Là ci stanno le cento
pietre, è un monumento funerario utilizzato come mausoleo sepolcrale per
Geminario, il generale, uomo di pace, trucidato dai saraceni. Costruita con
cento blocchi di roccia presi dalla vicina Vereto, città messapica, divenne poi
chiesa. È strano, pensavo, come gli uomini di pace possano morire trucidati da
quelli di guerra. Pare una storia infinita.
La strada scorreva ma
non siamo andati a vedere le cento pietre, già la conoscevamo. In realtà non
abbiamo visto nulla quel sabato sera. Arrivati in piazza c’erano ragazzi che
giocavano, alcuni stavano seduti a raccontarsela, come succede in primavera nei
paesini, d’estate saranno di più, e ci saranno signore sedute qua e là a
raccontarsela. Illuminazione gialla, come si conviene ai centri storici.
Pavimentazione in basoli. Il silenzio è quello dei paesi tranquilli del basso
Salento, pochissime auto, voci dei ragazzi, voci di noi che parlottiamo
aspettando di finire la sigaretta prima di entrare dove dovevamo andare.
“Vieni a Patù? Cucina
piemontese” mi ha detto l’amico al telefono. Come rinunciare alla cucina
piemontese nel basso Salento?
La Rua De Li Travaj si
chiama il locale (la strada del lavoro) Immediato il pensiero corre
ad un antico detto piemontese “scapa travaj ca riv” (scappa lavoro che arrivo
io), ovviamente dedicato agli scansafatiche. Il locale è trattoria, la dicitura
è “cucina tipica salentina”. Però c’è la signora Fiorina che arriva dritta da
Alba, città del tartufo bianco fra Asti e Cuneo.
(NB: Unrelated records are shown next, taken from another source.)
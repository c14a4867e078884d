//! TOML configuration for the client and the server.
//!
//! Every field has a default, so an empty file is a valid configuration:
//!
//! ```toml
//! [server]
//! bind = "0.0.0.0:8080"
//!
//! [client]
//! base_url = "http://127.0.0.1:8080"
//! timeout_ms = 10000
//! connect_timeout_ms = 5000
//! ```

use std::net::SocketAddr;
use std::path::Path;
use std::time::Duration;

use serde::Deserialize;

use crate::error::ConfigError;

///
/// Config
///

#[derive(Clone, Debug, Default, Deserialize, Eq, PartialEq)]
#[serde(default, deny_unknown_fields)]
pub struct Config {
    pub server: ServerConfig,
    pub client: ClientConfig,
}

impl Config {
    pub fn from_toml_str(s: &str) -> Result<Self, ConfigError> {
        Ok(toml::from_str(s)?)
    }

    pub fn load(path: impl AsRef<Path>) -> Result<Self, ConfigError> {
        let text = std::fs::read_to_string(path)?;
        Self::from_toml_str(&text)
    }
}

///
/// ServerConfig
///

#[derive(Clone, Debug, Deserialize, Eq, PartialEq)]
#[serde(default, deny_unknown_fields)]
pub struct ServerConfig {
    pub bind: SocketAddr,
}

impl Default for ServerConfig {
    fn default() -> Self {
        Self { bind: SocketAddr::from(([0, 0, 0, 0], 8080)) }
    }
}

///
/// ClientConfig
///

#[derive(Clone, Debug, Deserialize, Eq, PartialEq)]
#[serde(default, deny_unknown_fields)]
pub struct ClientConfig {
    /// Scheme and authority every operation path is appended to. A path
    /// prefix (`http://host/api`) is kept.
    pub base_url: String,
    /// Upper bound for a whole call: connect, request, and reading the body.
    pub timeout_ms: u64,
    pub connect_timeout_ms: u64,
}

impl ClientConfig {
    pub fn new(base_url: impl Into<String>) -> Self {
        Self { base_url: base_url.into(), ..Self::default() }
    }

    pub fn with_timeout(mut self, timeout: Duration) -> Self {
        self.timeout_ms = u64::try_from(timeout.as_millis()).unwrap_or(u64::MAX);
        self
    }

    pub fn timeout(&self) -> Duration {
        Duration::from_millis(self.timeout_ms)
    }

    pub fn connect_timeout(&self) -> Duration {
        Duration::from_millis(self.connect_timeout_ms)
    }
}

impl Default for ClientConfig {
    fn default() -> Self {
        Self {
            base_url: "http://127.0.0.1:8080".to_owned(),
            timeout_ms: 10_000,
            connect_timeout_ms: 5_000,
        }
    }
}

#[cfg(test)]
mod tests {
    use super::*;

    #[test]
    fn empty_file_uses_defaults() {
        let config = Config::from_toml_str("").unwrap();
        assert_eq!(config, Config::default());
        assert_eq!(config.server.bind.port(), 8080);
        assert_eq!(config.client.timeout(), Duration::from_secs(10));
    }

    #[test]
    fn sections_override_defaults() {
        let config = Config::from_toml_str(
            r#"
            [server]
            bind = "127.0.0.1:9000"

            [client]
            base_url = "http://10.0.2.2:8080"
            timeout_ms = 250
            "#,
        )
        .unwrap();

        assert_eq!(config.server.bind, "127.0.0.1:9000".parse().unwrap());
        assert_eq!(config.client.base_url, "http://10.0.2.2:8080");
        assert_eq!(config.client.timeout(), Duration::from_millis(250));
        assert_eq!(config.client.connect_timeout(), Duration::from_secs(5));
    }

    #[test]
    fn unknown_keys_are_rejected() {
        let err = Config::from_toml_str("[client]\nretries = 3\n").unwrap_err();
        assert!(matches!(err, ConfigError::Parse(_)));
    }

    #[test]
    fn missing_file_is_an_io_error() {
        let err = Config::load("/definitely/not/here.toml").unwrap_err();
        assert!(matches!(err, ConfigError::Io(_)));
    }

    #[test]
    fn builder_helpers() {
        let config =
            ClientConfig::new("http://example.test").with_timeout(Duration::from_millis(1500));
        assert_eq!(config.base_url, "http://example.test");
        assert_eq!(config.timeout_ms, 1500);
    }
}
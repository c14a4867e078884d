//! The calling side of the contract.
//!
//! A [`Client`] is built once at startup and cloned into every call site;
//! clones share one pooled hyper connection client. A call resolves the
//! descriptor's template, sends the identity header, and decodes the body
//! through the codec registry by the *declared* result type:
//!
//! ```rust,no_run
//! # async fn run() -> Result<(), stella::Error> {
//! use stella::{Client, ClientConfig};
//! use stella::contract::SAY;
//!
//! let client = Client::new(&ClientConfig::new("http://127.0.0.1:8080"))?;
//! let reply = client.invoke(&SAY, "Frederic", ["hello"]).await?;
//! assert_eq!(reply, "Frederic just said hello");
//! # Ok(())
//! # }
//! ```
//!
//! Failures come back as distinct [`Error`] variants: arity and identity
//! mistakes before any I/O, transport failures (refused, timed out,
//! cancelled) when the server was never heard from, codec failures when it
//! answered with something undecodable, and [`Error::Status`] for non-2xx.
//! Nothing is retried.

use std::any::Any;
use std::future::Future;
use std::pin::Pin;
use std::sync::Arc;
use std::task::{Context, Poll};
use std::time::Duration;

use bytes::Bytes;
use http::header::{ACCEPT, CONTENT_TYPE, HeaderValue};
use http::uri::{Authority, Scheme};
use http::{StatusCode, Uri};
use http_body_util::Full;
use hyper_util::client::legacy::Client as HttpClient;
use hyper_util::client::legacy::connect::HttpConnector;
use hyper_util::rt::TokioExecutor;
use tokio::task::JoinHandle;
use tracing::{debug, warn};

use crate::codec::{CodecRegistry, ValueType, read_to_end};
use crate::config::ClientConfig;
use crate::contract::{self, EndpointDescriptor, SAY, WELCOME, WELCOME_ANONYMOUS};
use crate::error::{ArgumentError, ConfigError, Error, TransportError};

// ── RemoteCall ────────────────────────────────────────────────────────────────

/// One invocation of a contract operation.
///
/// Construction checks the arguments against the descriptor, so a
/// `RemoteCall` that exists can always be sent.
#[derive(Clone, Debug)]
pub struct RemoteCall {
    descriptor: &'static EndpointDescriptor,
    identity: String,
    path_args: Vec<String>,
    body: Option<String>,
}

impl RemoteCall {
    /// Fails with [`ArgumentError`] if the number of `path_args` differs
    /// from the descriptor's parameters, or if the operation sends an
    /// identity header and `identity` is not a legal header value.
    pub fn new<I, S>(
        descriptor: &'static EndpointDescriptor,
        identity: impl Into<String>,
        path_args: I,
    ) -> Result<Self, ArgumentError>
    where
        I: IntoIterator<Item = S>,
        S: Into<String>,
    {
        let identity = identity.into();
        let path_args: Vec<String> = path_args.into_iter().map(Into::into).collect();

        descriptor.check_arity(path_args.len())?;
        if descriptor.requires_identity() && HeaderValue::from_str(&identity).is_err() {
            return Err(ArgumentError::InvalidIdentity { operation: descriptor.name });
        }

        Ok(Self { descriptor, identity, path_args, body: None })
    }

    /// Attaches a plain-text request body.
    pub fn with_body(mut self, body: impl Into<String>) -> Self {
        self.body = Some(body.into());
        self
    }

    pub fn descriptor(&self) -> &'static EndpointDescriptor {
        self.descriptor
    }
}

// ── Client ────────────────────────────────────────────────────────────────────

#[derive(Clone, Debug)]
struct BaseUrl {
    scheme: Scheme,
    authority: Authority,
    prefix: String,
}

impl BaseUrl {
    fn parse(url: &str) -> Result<Self, ConfigError> {
        let uri: Uri = url.parse().map_err(|source| ConfigError::BaseUrl {
            url: url.to_owned(),
            source,
        })?;
        let parts = uri.into_parts();
        let (Some(scheme), Some(authority)) = (parts.scheme, parts.authority) else {
            return Err(ConfigError::BaseUrlShape(url.to_owned()));
        };
        let has_query = parts.path_and_query.as_ref().is_some_and(|p| p.query().is_some());
        if scheme != Scheme::HTTP || has_query {
            return Err(ConfigError::BaseUrlShape(url.to_owned()));
        }
        let prefix = parts
            .path_and_query
            .map(|p| p.path().trim_end_matches('/').to_owned())
            .unwrap_or_default();

        Ok(Self { scheme, authority, prefix })
    }
}

/// Long-lived handle for calling contract operations.
///
/// Cheap to clone; clones share the connection pool and codecs.
#[derive(Clone)]
pub struct Client {
    http: HttpClient<HttpConnector, Full<Bytes>>,
    base: BaseUrl,
    timeout: Duration,
    codecs: Arc<CodecRegistry>,
}

impl Client {
    /// Builds a client with the default codecs.
    ///
    /// Runs the contract self-check, so a broken contract fails here rather
    /// than at the first call.
    pub fn new(config: &ClientConfig) -> Result<Self, Error> {
        Self::with_codecs(config, CodecRegistry::default())
    }

    pub fn with_codecs(config: &ClientConfig, codecs: CodecRegistry) -> Result<Self, Error> {
        contract::validate()?;
        let base = BaseUrl::parse(&config.base_url)?;

        let mut connector = HttpConnector::new();
        connector.set_connect_timeout(Some(config.connect_timeout()));
        let http = HttpClient::builder(TokioExecutor::new()).build(connector);

        Ok(Self {
            http,
            base,
            timeout: config.timeout(),
            codecs: Arc::new(codecs),
        })
    }

    /// Calls `descriptor` and decodes the reply as text.
    pub async fn invoke<I, S>(
        &self,
        descriptor: &'static EndpointDescriptor,
        identity: &str,
        path_args: I,
    ) -> Result<String, Error>
    where
        I: IntoIterator<Item = S>,
        S: Into<String>,
    {
        self.call(RemoteCall::new(descriptor, identity, path_args)?).await
    }

    /// Sends `call` and decodes the reply as `T`.
    ///
    /// The codec is chosen by `T`, not by the response `Content-Type`; a
    /// type no registered codec supports fails before any I/O.
    pub async fn call<T: Any + Send>(&self, call: RemoteCall) -> Result<T, Error> {
        let operation = call.descriptor.name;
        self.codecs.find(ValueType::of::<T>(), &contract::CONTENT_TYPE)?;

        let request = self.request(&call)?;
        debug!(operation, method = %request.method(), uri = %request.uri(), "calling");

        let exchanged = tokio::time::timeout(self.timeout, self.exchange(request)).await;
        let (status, body) = match exchanged {
            Ok(Ok(exchanged)) => exchanged,
            Ok(Err(e)) => {
                warn!(operation, error = %e, "call failed");
                return Err(e);
            }
            Err(_) => {
                warn!(operation, timeout = ?self.timeout, "call timed out");
                return Err(TransportError::Timeout(self.timeout).into());
            }
        };

        if !status.is_success() {
            debug!(operation, %status, "call refused");
            return Err(Error::Status {
                operation,
                status,
                body: String::from_utf8_lossy(&body).into_owned(),
            });
        }

        Ok(self.codecs.decode::<T>(body, &contract::CONTENT_TYPE)?)
    }

    /// Runs the call on its own task.
    ///
    /// The returned [`PendingCall`] resolves exactly once: to the result, or
    /// to [`TransportError::Cancelled`] after [`PendingCall::abort`].
    ///
    /// # Panics
    ///
    /// Panics when called outside a tokio runtime.
    pub fn spawn<T: Any + Send>(&self, call: RemoteCall) -> PendingCall<T> {
        let client = self.clone();
        PendingCall {
            handle: tokio::spawn(async move { client.call(call).await }),
        }
    }

    /// [`invoke`](Client::invoke) on its own task. Argument errors are
    /// delivered through the returned handle like every other failure.
    pub fn spawn_invoke<I, S>(
        &self,
        descriptor: &'static EndpointDescriptor,
        identity: impl Into<String>,
        path_args: I,
    ) -> PendingCall<String>
    where
        I: IntoIterator<Item = S>,
        S: Into<String>,
    {
        match RemoteCall::new(descriptor, identity, path_args) {
            Ok(call) => self.spawn(call),
            Err(e) => PendingCall {
                handle: tokio::spawn(async move { Err(e.into()) }),
            },
        }
    }

    fn request(&self, call: &RemoteCall) -> Result<http::Request<Full<Bytes>>, Error> {
        let descriptor = call.descriptor;
        let path = descriptor.resolve(call.path_args.as_slice())?;

        let uri = Uri::builder()
            .scheme(self.base.scheme.clone())
            .authority(self.base.authority.clone())
            .path_and_query(format!("{}{path}", self.base.prefix))
            .build()
            .map_err(TransportError::from)?;

        let mut builder = http::Request::builder()
            .method(http::Method::from(descriptor.method))
            .uri(uri)
            .header(ACCEPT, contract::CONTENT_TYPE.essence());

        if let Some(header) = descriptor.identity_header {
            let value = HeaderValue::from_str(&call.identity)
                .map_err(|_| ArgumentError::InvalidIdentity { operation: descriptor.name })?;
            builder = builder.header(header, value);
        }

        let body = match &call.body {
            Some(text) => {
                let encoded = self.codecs.encode(text, &contract::CONTENT_TYPE)?;
                builder = builder.header(CONTENT_TYPE, encoded.media_type.to_string());
                encoded.bytes
            }
            None => Bytes::new(),
        };

        Ok(builder.body(Full::new(body)).map_err(TransportError::from)?)
    }

    async fn exchange(
        &self,
        request: http::Request<Full<Bytes>>,
    ) -> Result<(StatusCode, Bytes), Error> {
        let response = self.http.request(request).await.map_err(TransportError::from)?;
        let status = response.status();
        let body = read_to_end(response.into_body()).await?;
        Ok((status, body))
    }
}

/// Typed calls, one per contract operation.
impl Client {
    /// `GET /say/{command}` → `"<identity> just said <command>"`.
    pub async fn say(&self, identity: &str, command: &str) -> Result<String, Error> {
        self.invoke(&SAY, identity, [command]).await
    }

    /// `GET /welcome` → `"Welcome <identity>"`.
    pub async fn welcome(&self, identity: &str) -> Result<String, Error> {
        self.invoke(&WELCOME, identity, None::<String>).await
    }

    /// `GET /welcome-anonymous` → `"Are you a new member?"`.
    pub async fn welcome_anonymous(&self) -> Result<String, Error> {
        self.invoke(&WELCOME_ANONYMOUS, "", None::<String>).await
    }
}

// ── PendingCall ───────────────────────────────────────────────────────────────

/// A call running on its own task.
///
/// Await it for the result. Dropping it detaches the task; use
/// [`abort`](PendingCall::abort) to cancel.
#[derive(Debug)]
pub struct PendingCall<T> {
    handle: JoinHandle<Result<T, Error>>,
}

impl<T> PendingCall<T> {
    /// Cancels the call. Awaiting afterwards yields
    /// [`TransportError::Cancelled`] unless the call had already finished.
    pub fn abort(&self) {
        self.handle.abort();
    }

    pub fn is_finished(&self) -> bool {
        self.handle.is_finished()
    }
}

impl<T> Future for PendingCall<T> {
    type Output = Result<T, Error>;

    fn poll(mut self: Pin<&mut Self>, cx: &mut Context<'_>) -> Poll<Self::Output> {
        Pin::new(&mut self.handle).poll(cx).map(|joined| match joined {
            Ok(result) => result,
            Err(e) if e.is_cancelled() => Err(TransportError::Cancelled.into()),
            Err(e) => std::panic::resume_unwind(e.into_panic()),
        })
    }
}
Terra di Langhe e Roero, un
tempo poverissima, ne dice Nuto Revelli nel “Il mondo dei vinti” il libro che
nessun piemontese dovrebbe ignorare, soprattutto quelli che lanciano strali
contro gli immigrati. Intervistò contadini, Nuto, li fece parlare e loro
dicevano parole di emigrazione in Francia e non solo. Della povertà e dei pasti
fatti di castagne e castagne, polenta e polenta con castagne. Il mito del
tartufo sarebbe arrivato dopo. Allora c’erano le ragazze che vendevano i loro
lunghi capelli a chi li trasformava in parrucche per signore nobili, ricche,
belle.
Città di origine
preromane, divenne Alba romana, poi passò attraverso la storia, il Medio Evo,
con le sue mura fortificate dalle “cento torri”, divenne giacobina dopo la
rivoluzione francese. Poi accolse Napoleone in trionfo. Lui, anticipando altri
governi del secolo XXI°, chiese un contributo per le spese militari pari a
123.000 lire dell’epoca. Assurdo, ingiusto, esoso. Alba inviò due ambasciatori
a Parigi per trattare una cifra più equa, uno solo tornò, l’altro venne
fucilato e divenne eroe (suo malgrado). Inutile dire che dovettero pagare.
Fino ad arrivare alla
Resistenza, l’effimera Repubblica di Alba venne raccontata da Fenoglio (I 23
giorni della città di Alba), poi fu medaglia d’oro per il prezioso contributo
alla liberazione dal nazi fascismo. Altre libere Repubbliche in altre terre
echeggiano, Nardò insegna!
Oggi è famosissima per
il miglior tartufo bianco al mondo e per i vini d’eccellenza, nelle sue terre
si bevono vini DOC (Barbera, Dolcetto, Nebbiolo) e DOCG (Barbaresco e Moscato).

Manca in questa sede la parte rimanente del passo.